//! Error types for air4-memory

use thiserror::Error;

/// Result type alias for air4-memory operations
pub type Result<T> = std::result::Result<T, Error>;

/// Errors that can occur in air4-memory
///
/// Only configuration-level failures are meant to be fatal. `StoreUnavailable`,
/// `QueryFailed` and `MalformedSummary` are recovered inside the crate and are
/// exposed so callers can log or test the degraded paths.
#[derive(Error, Debug)]
pub enum Error {
    #[error("Embedding model unavailable: {0}")]
    EmbeddingUnavailable(String),

    #[error("Vector store unavailable: {0}")]
    StoreUnavailable(String),

    #[error("Query failed: {0}")]
    QueryFailed(String),

    #[error("Malformed summary: {0}")]
    MalformedSummary(String),

    #[error("SQLite error: {0}")]
    Sqlite(#[from] rusqlite::Error),

    #[error("JSON serialization error: {0}")]
    Json(#[from] serde_json::Error),

    #[error("IO error: {0}")]
    Io(#[from] std::io::Error),

    #[error("Embedding error: {0}")]
    Embedding(String),

    #[error("Vector database error: {0}")]
    VectorDb(String),

    #[error("Completion service error: {0}")]
    Completion(String),

    #[error("Configuration error: {0}")]
    Config(String),

    #[error("Not found: {0}")]
    NotFound(String),

    #[error("Invalid input: {0}")]
    InvalidInput(String),
}

impl Error {
    pub fn embedding_unavailable(msg: impl Into<String>) -> Self {
        Self::EmbeddingUnavailable(msg.into())
    }

    pub fn store_unavailable(msg: impl Into<String>) -> Self {
        Self::StoreUnavailable(msg.into())
    }

    pub fn query_failed(msg: impl Into<String>) -> Self {
        Self::QueryFailed(msg.into())
    }

    pub fn malformed_summary(msg: impl Into<String>) -> Self {
        Self::MalformedSummary(msg.into())
    }

    pub fn embedding(msg: impl Into<String>) -> Self {
        Self::Embedding(msg.into())
    }

    pub fn vector_db(msg: impl Into<String>) -> Self {
        Self::VectorDb(msg.into())
    }

    pub fn completion(msg: impl Into<String>) -> Self {
        Self::Completion(msg.into())
    }

    pub fn config(msg: impl Into<String>) -> Self {
        Self::Config(msg.into())
    }

    pub fn not_found(msg: impl Into<String>) -> Self {
        Self::NotFound(msg.into())
    }

    pub fn invalid_input(msg: impl Into<String>) -> Self {
        Self::InvalidInput(msg.into())
    }

    /// Whether this error comes from an external dependency (model, store,
    /// completion service) rather than from the caller or the configuration.
    pub fn is_dependency_failure(&self) -> bool {
        matches!(
            self,
            Error::StoreUnavailable(_)
                | Error::QueryFailed(_)
                | Error::MalformedSummary(_)
                | Error::Embedding(_)
                | Error::VectorDb(_)
                | Error::Completion(_)
        )
    }
}
//! Multi-stage retrieval over the vector store
//!
//! A search oversamples candidates from the store, optionally widens the pool
//! with a hypothetical answer to the query (HyDE), boosts candidates that share
//! words with the query, filters, deduplicates and finally picks the top `k`,
//! either directly or through Maximal Marginal Relevance.

use std::collections::{HashMap, HashSet};
use std::sync::Arc;
use std::time::Duration;

use serde::{Deserialize, Serialize};
use tracing::{debug, warn};

use crate::completion::CompletionService;
use crate::config::Config;
use crate::embedding::cosine_similarity;
use crate::error::{Error, Result};
use crate::memory::{filter_accepts, MemoryEntry, Metadata, MetadataFilter};
use crate::storage::{ScoredEntry, VectorStore};
use crate::text::{jaccard, normalize_for_dedup, token_set};

/// Weight of the query/candidate token overlap added to the similarity
const KEYWORD_WEIGHT: f32 = 0.35;

/// Bonus when the candidate's title shares a word with the query
const TITLE_BONUS: f32 = 0.10;

/// Metadata fields whose words count towards the keyword boost
const BOOST_FIELDS: [&str; 5] = ["title", "filename", "tag", "tags", "topic"];

/// Similarity used to penalize redundant picks during MMR
#[derive(Debug, Clone, Copy, Default, PartialEq, Eq, Serialize, Deserialize)]
#[serde(rename_all = "lowercase")]
pub enum DiversityMetric {
    /// Jaccard overlap of the candidates' word sets
    #[default]
    Lexical,
    /// Cosine similarity of the candidates' embeddings
    Embedding,
}

/// Per-search knobs
#[derive(Debug, Clone, PartialEq)]
pub struct SearchOptions {
    /// MMR trade-off between relevance (1.0) and diversity (0.0); `None` skips MMR
    pub mmr_lambda: Option<f32>,
    pub use_hyde: bool,
    pub metadata_filter: Option<MetadataFilter>,
    /// How many candidates to fetch per requested result
    pub candidate_multiplier: u32,
    /// Drop candidates whose boosted score is below this
    pub score_threshold: Option<f32>,
    pub diversity: DiversityMetric,
}

impl Default for SearchOptions {
    fn default() -> Self {
        Self {
            mmr_lambda: None,
            use_hyde: false,
            metadata_filter: None,
            candidate_multiplier: 3,
            score_threshold: None,
            diversity: DiversityMetric::Lexical,
        }
    }
}

impl SearchOptions {
    /// Options with the configured defaults for MMR, HyDE and oversampling
    pub fn from_config(config: &Config) -> Self {
        Self {
            mmr_lambda: config.mmr_lambda,
            use_hyde: config.use_hyde,
            candidate_multiplier: config.candidate_multiplier,
            ..Self::default()
        }
    }

    pub fn with_filter(mut self, filter: MetadataFilter) -> Self {
        self.metadata_filter = Some(filter);
        self
    }
}

/// A ranked search result
#[derive(Debug, Clone, PartialEq, Serialize, Deserialize)]
pub struct ScoredBlock {
    pub id: String,
    pub text: String,
    pub metadata: Metadata,
    /// Store similarity plus keyword boost
    pub score: f32,
}

#[derive(Debug, Clone)]
struct Candidate {
    entry: MemoryEntry,
    score: f32,
}

impl From<Candidate> for ScoredBlock {
    fn from(c: Candidate) -> Self {
        Self {
            id: c.entry.id,
            text: c.entry.text,
            metadata: c.entry.metadata,
            score: c.score,
        }
    }
}

/// Retrieval engine for fetching relevant memory
pub struct Retriever {
    store: Arc<dyn VectorStore>,
    completion: Option<Arc<dyn CompletionService>>,
    query_timeout: Duration,
    hyde_timeout: Duration,
}

impl Retriever {
    /// Create a retriever; without a completion service HyDE is a no-op
    pub fn new(
        store: Arc<dyn VectorStore>,
        completion: Option<Arc<dyn CompletionService>>,
        config: &Config,
    ) -> Self {
        Self {
            store,
            completion,
            query_timeout: config.query_timeout,
            hyde_timeout: config.hyde_timeout,
        }
    }

    /// Rank stored entries for `query`.
    ///
    /// Never fails: store and completion errors are logged and contribute no
    /// candidates. Returns at most `k` blocks, none of which repeats another's
    /// normalized text.
    pub async fn search(&self, query: &str, k: usize, options: &SearchOptions) -> Vec<ScoredBlock> {
        if k == 0 || query.trim().is_empty() {
            return Vec::new();
        }

        let n = k.saturating_mul(options.candidate_multiplier.max(1) as usize).max(k);
        let filter = options.metadata_filter.as_ref();

        let mut candidates: Vec<Candidate> = self
            .fetch(query, n, filter)
            .await
            .into_iter()
            .map(|s| Candidate {
                entry: s.entry,
                score: s.similarity,
            })
            .collect();
        let fetched = candidates.len();

        if options.use_hyde {
            if let Some(answer) = self.hypothetical_answer(query).await {
                // An entry found by both queries keeps its better similarity
                let mut positions: HashMap<String, usize> = candidates
                    .iter()
                    .enumerate()
                    .map(|(i, c)| (c.entry.id.clone(), i))
                    .collect();
                for s in self.fetch(&answer, n, filter).await {
                    match positions.get(&s.entry.id) {
                        Some(&i) => {
                            candidates[i].score = candidates[i].score.max(s.similarity);
                        }
                        None => {
                            positions.insert(s.entry.id.clone(), candidates.len());
                            candidates.push(Candidate {
                                entry: s.entry,
                                score: s.similarity,
                            });
                        }
                    }
                }
            }
        }

        let query_tokens = token_set(query);
        for c in &mut candidates {
            c.score += keyword_boost(&query_tokens, &c.entry);
        }

        candidates.retain(|c| filter_accepts(filter, &c.entry.metadata));
        if let Some(threshold) = options.score_threshold {
            candidates.retain(|c| c.score >= threshold);
        }

        // Stable: equal scores keep store order
        candidates.sort_by(|a, b| {
            b.score
                .partial_cmp(&a.score)
                .unwrap_or(std::cmp::Ordering::Equal)
        });

        let candidates = dedup(candidates);
        let pool = candidates.len();

        let selected = match options.mmr_lambda {
            Some(lambda) => mmr_select(candidates, k, lambda, options.diversity),
            None => candidates.into_iter().take(k).collect(),
        };

        debug!(
            fetched,
            pool,
            returned = selected.len(),
            backend = self.store.backend(),
            "search complete"
        );

        selected.into_iter().map(ScoredBlock::from).collect()
    }

    async fn fetch(&self, text: &str, n: usize, filter: Option<&MetadataFilter>) -> Vec<ScoredEntry> {
        let result = tokio::time::timeout(self.query_timeout, self.store.query_text(text, n, filter))
            .await
            .unwrap_or_else(|_| {
                Err(Error::query_failed(format!(
                    "store query timed out after {:?}",
                    self.query_timeout
                )))
            });

        match result {
            Ok(hits) => hits,
            Err(e) => {
                let e = Error::query_failed(e.to_string());
                warn!(error = %e, backend = self.store.backend(), "candidate fetch failed");
                Vec::new()
            }
        }
    }

    async fn hypothetical_answer(&self, query: &str) -> Option<String> {
        let completion = self.completion.as_ref()?;
        let prompt = format!("Answer briefly and to the point: {}", query.trim());

        let result: Result<String> =
            match tokio::time::timeout(self.hyde_timeout, completion.complete(&prompt)).await {
                Ok(reply) => reply,
                Err(_) => Err(Error::completion(format!(
                    "timed out after {:?}",
                    self.hyde_timeout
                ))),
            };

        match result {
            Ok(answer) if !answer.trim().is_empty() => Some(answer.trim().to_string()),
            Ok(_) => None,
            Err(e) => {
                let e = Error::query_failed(format!("hypothetical answer: {e}"));
                warn!(error = %e, "HyDE expansion skipped");
                None
            }
        }
    }
}

/// Score added for overlap between the query's words and the candidate's
/// text and descriptive metadata. At most `KEYWORD_WEIGHT + TITLE_BONUS`.
fn keyword_boost(query_tokens: &HashSet<String>, entry: &MemoryEntry) -> f32 {
    if query_tokens.is_empty() {
        return 0.0;
    }

    let mut tokens = token_set(&entry.text);
    for field in BOOST_FIELDS {
        if let Some(value) = entry.meta_str(field) {
            tokens.extend(token_set(value));
        }
    }

    let mut boost = KEYWORD_WEIGHT * jaccard(query_tokens, &tokens);

    if let Some(title) = entry.metadata.get("title") {
        let title_tokens = token_set(&title.to_string());
        if !title_tokens.is_disjoint(query_tokens) {
            boost += TITLE_BONUS;
        }
    }

    boost
}

/// Drop candidates whose normalized text equals, contains or is contained in
/// the text of an earlier (higher-scored) kept candidate
fn dedup(candidates: Vec<Candidate>) -> Vec<Candidate> {
    let mut kept_texts: Vec<String> = Vec::with_capacity(candidates.len());
    let mut kept = Vec::with_capacity(candidates.len());

    for c in candidates {
        let norm = normalize_for_dedup(&c.entry.text);
        let redundant = kept_texts
            .iter()
            .any(|k| k.contains(norm.as_str()) || norm.contains(k.as_str()));
        if !redundant {
            kept_texts.push(norm);
            kept.push(c);
        }
    }

    kept
}

/// Maximal Marginal Relevance over candidates sorted by score.
///
/// Seeds with the first candidate, then repeatedly adds the candidate
/// maximizing `λ·score − (1−λ)·max similarity to the selection`; on ties the
/// earliest candidate wins.
fn mmr_select(
    candidates: Vec<Candidate>,
    k: usize,
    lambda: f32,
    metric: DiversityMetric,
) -> Vec<Candidate> {
    if k == 0 || candidates.is_empty() {
        return Vec::new();
    }
    let lambda = if lambda.is_nan() { 1.0 } else { lambda.clamp(0.0, 1.0) };
    let k = k.min(candidates.len());

    let tokens: Vec<HashSet<String>> = match metric {
        DiversityMetric::Lexical => candidates.iter().map(|c| token_set(&c.entry.text)).collect(),
        DiversityMetric::Embedding => Vec::new(),
    };
    let similarity = |a: usize, b: usize| -> f32 {
        match metric {
            DiversityMetric::Lexical => jaccard(&tokens[a], &tokens[b]),
            DiversityMetric::Embedding => {
                cosine_similarity(&candidates[a].entry.embedding, &candidates[b].entry.embedding)
            }
        }
    };

    let mut selected: Vec<usize> = vec![0];
    let mut rest: Vec<usize> = (1..candidates.len()).collect();

    while selected.len() < k && !rest.is_empty() {
        let mut best_pos = 0;
        let mut best_value = f32::NEG_INFINITY;

        for (pos, &i) in rest.iter().enumerate() {
            let redundancy = selected
                .iter()
                .map(|&s| similarity(i, s))
                .fold(0.0f32, f32::max);
            let value = lambda * candidates[i].score - (1.0 - lambda) * redundancy;
            if value > best_value {
                best_value = value;
                best_pos = pos;
            }
        }

        selected.push(rest.remove(best_pos));
    }

    let mut slots: Vec<Option<Candidate>> = candidates.into_iter().map(Some).collect();
    selected
        .into_iter()
        .filter_map(|i| slots[i].take())
        .collect()
}

#[cfg(test)]
mod tests {
    use super::*;
    use crate::metadata;

    fn candidate(id: &str, text: &str, score: f32) -> Candidate {
        Candidate {
            entry: MemoryEntry::new(id, text, vec![1.0, 0.0]),
            score,
        }
    }

    fn ids(candidates: &[Candidate]) -> Vec<&str> {
        candidates.iter().map(|c| c.entry.id.as_str()).collect()
    }

    #[test]
    fn boost_counts_text_and_title_words() {
        let query = token_set("rust memory");
        let plain = MemoryEntry::new("a", "rust memory", vec![1.0]);
        assert!((keyword_boost(&query, &plain) - KEYWORD_WEIGHT).abs() < 1e-6);

        let titled = MemoryEntry::new("b", "unrelated words", vec![1.0])
            .with_metadata(metadata! { "title" => "Rust notes" });
        let boost = keyword_boost(&query, &titled);
        // {rust} / {rust, memory, unrelated, words, notes}
        assert!((boost - (KEYWORD_WEIGHT * 0.2 + TITLE_BONUS)).abs() < 1e-6);

        assert_eq!(keyword_boost(&HashSet::new(), &plain), 0.0);
    }

    #[test]
    fn dedup_drops_equal_and_nested_texts() {
        let kept = dedup(vec![
            candidate("a", "The quick brown fox", 0.9),
            candidate("b", "the  QUICK brown fox", 0.8),
            candidate("c", "quick brown", 0.7),
            candidate("d", "The quick brown fox jumps", 0.6),
            candidate("e", "lazy dog", 0.5),
        ]);
        assert_eq!(ids(&kept), vec!["a", "e"]);
    }

    #[test]
    fn mmr_with_lambda_one_keeps_score_order() {
        let cands = vec![
            candidate("a", "alpha beta", 0.9),
            candidate("b", "alpha beta gamma", 0.8),
            candidate("c", "delta", 0.8),
            candidate("d", "epsilon", 0.1),
        ];
        let picked = mmr_select(cands, 3, 1.0, DiversityMetric::Lexical);
        assert_eq!(ids(&picked), vec!["a", "b", "c"]);
    }

    #[test]
    fn mmr_prefers_diverse_candidates() {
        let cands = vec![
            candidate("a", "alpha beta", 0.9),
            candidate("b", "alpha beta gamma", 0.85),
            candidate("c", "delta epsilon", 0.6),
        ];
        let picked = mmr_select(cands, 2, 0.5, DiversityMetric::Lexical);
        assert_eq!(ids(&picked), vec!["a", "c"]);
    }

    #[test]
    fn mmr_clamps_lambda_and_caps_at_pool_size() {
        let cands = vec![candidate("a", "x", 0.9), candidate("b", "y", 0.5)];
        let picked = mmr_select(cands.clone(), 10, 7.5, DiversityMetric::Lexical);
        assert_eq!(ids(&picked), vec!["a", "b"]);
        assert!(mmr_select(cands, 0, 0.5, DiversityMetric::Lexical).is_empty());
    }

    #[test]
    fn embedding_diversity_uses_vectors() {
        let mut a = candidate("a", "one", 0.9);
        let mut b = candidate("b", "two", 0.8);
        let mut c = candidate("c", "three", 0.7);
        a.entry.embedding = vec![1.0, 0.0];
        b.entry.embedding = vec![1.0, 0.0];
        c.entry.embedding = vec![0.0, 1.0];

        let picked = mmr_select(vec![a, b, c], 2, 0.5, DiversityMetric::Embedding);
        assert_eq!(ids(&picked), vec!["a", "c"]);
    }
}
//! Storage backends for air4-memory

mod fallback;
mod jsonl;
mod sqlite;
pub mod vector;

use std::sync::Arc;

use async_trait::async_trait;
use tracing::warn;

use crate::config::Config;
use crate::embedding::{normalize, EmbeddingProvider};
use crate::error::{Error, Result};
use crate::memory::{MemoryEntry, MetadataFilter};

pub use fallback::InMemoryVectorStore;
pub use jsonl::JsonlLog;
pub use sqlite::{
    RecordFilter, RecordKind, SqliteStorage, StoredRecord, StoredSummary, StoredTriple,
};
pub use vector::LanceVectorStore;

/// A stored entry with its cosine similarity to the query
#[derive(Debug, Clone)]
pub struct ScoredEntry {
    pub entry: MemoryEntry,
    pub similarity: f32,
}

/// Persists memory entries and answers nearest-neighbour queries.
///
/// Results are ordered by descending cosine similarity, ties by insertion
/// order, and never padded: a store holding fewer than `k` matching entries
/// returns fewer than `k`.
#[async_trait]
pub trait VectorStore: Send + Sync {
    /// Store `entries` as one batch. Entries whose id is already stored are
    /// skipped. Returns how many entries were inserted.
    async fn add(&self, entries: Vec<MemoryEntry>) -> Result<usize>;

    /// The `k` entries nearest to `embedding` that satisfy `filter`
    async fn query(
        &self,
        embedding: &[f32],
        k: usize,
        filter: Option<&MetadataFilter>,
    ) -> Result<Vec<ScoredEntry>>;

    /// Number of stored entries
    async fn len(&self) -> Result<usize>;

    async fn is_empty(&self) -> Result<bool> {
        Ok(self.len().await? == 0)
    }

    /// The provider used to embed query text
    fn embedder(&self) -> &Arc<dyn EmbeddingProvider>;

    /// Short backend name for logs
    fn backend(&self) -> &'static str;

    /// Embedding dimensionality of every stored entry
    fn dimensions(&self) -> usize {
        self.embedder().dimensions()
    }

    /// Embed `text` with the store's provider and query with the result
    async fn query_text(
        &self,
        text: &str,
        k: usize,
        filter: Option<&MetadataFilter>,
    ) -> Result<Vec<ScoredEntry>> {
        let embedding = self.embedder().embed_one(text).await?;
        self.query(&embedding, k, filter).await
    }
}

/// Open the persistent LanceDB store, falling back to the in-memory store.
///
/// The fallback journals to `config.fallback_store_path()` so its contents
/// survive restarts.
pub async fn open_vector_store(
    config: &Config,
    embedder: Arc<dyn EmbeddingProvider>,
) -> Result<Arc<dyn VectorStore>> {
    if !config.force_fallback_store {
        match LanceVectorStore::open(config, embedder.clone()).await {
            Ok(store) => return Ok(Arc::new(store)),
            Err(e) => {
                let e = Error::store_unavailable(e.to_string());
                warn!(error = %e, "falling back to in-memory vector store");
            }
        }
    }

    let store = InMemoryVectorStore::open(embedder, config.fallback_store_path())?;
    Ok(Arc::new(store))
}

/// Check entries against the store invariants and normalize their embeddings
pub(crate) fn prepare_entries(
    entries: Vec<MemoryEntry>,
    dimensions: usize,
) -> Result<Vec<MemoryEntry>> {
    entries
        .into_iter()
        .map(|mut entry| {
            if entry.id.trim().is_empty() {
                return Err(Error::invalid_input("Entry id must not be empty"));
            }
            if entry.text.trim().is_empty() {
                return Err(Error::invalid_input(format!(
                    "Entry {} has empty text",
                    entry.id
                )));
            }
            if entry.embedding.len() != dimensions {
                return Err(Error::invalid_input(format!(
                    "Embedding dimension mismatch for {}: expected {}, got {}",
                    entry.id,
                    dimensions,
                    entry.embedding.len()
                )));
            }
            if entry.embedding.iter().all(|x| *x == 0.0) {
                return Err(Error::invalid_input(format!(
                    "Entry {} has a zero embedding",
                    entry.id
                )));
            }
            entry.embedding = normalize(entry.embedding);
            Ok(entry)
        })
        .collect()
}

/// Order by similarity descending, then by insertion sequence ascending
pub(crate) fn rank(scored: &mut [(ScoredEntry, u64)]) {
    scored.sort_by(|(a, seq_a), (b, seq_b)| {
        b.similarity
            .partial_cmp(&a.similarity)
            .unwrap_or(std::cmp::Ordering::Equal)
            .then(seq_a.cmp(seq_b))
    });
}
◆ ◆ ◆ ◆
-- AIM OF THE TASK --
Going through the records above, count the lines that include the word "used". Give the number alone.

-- ANSWER SECTION --
2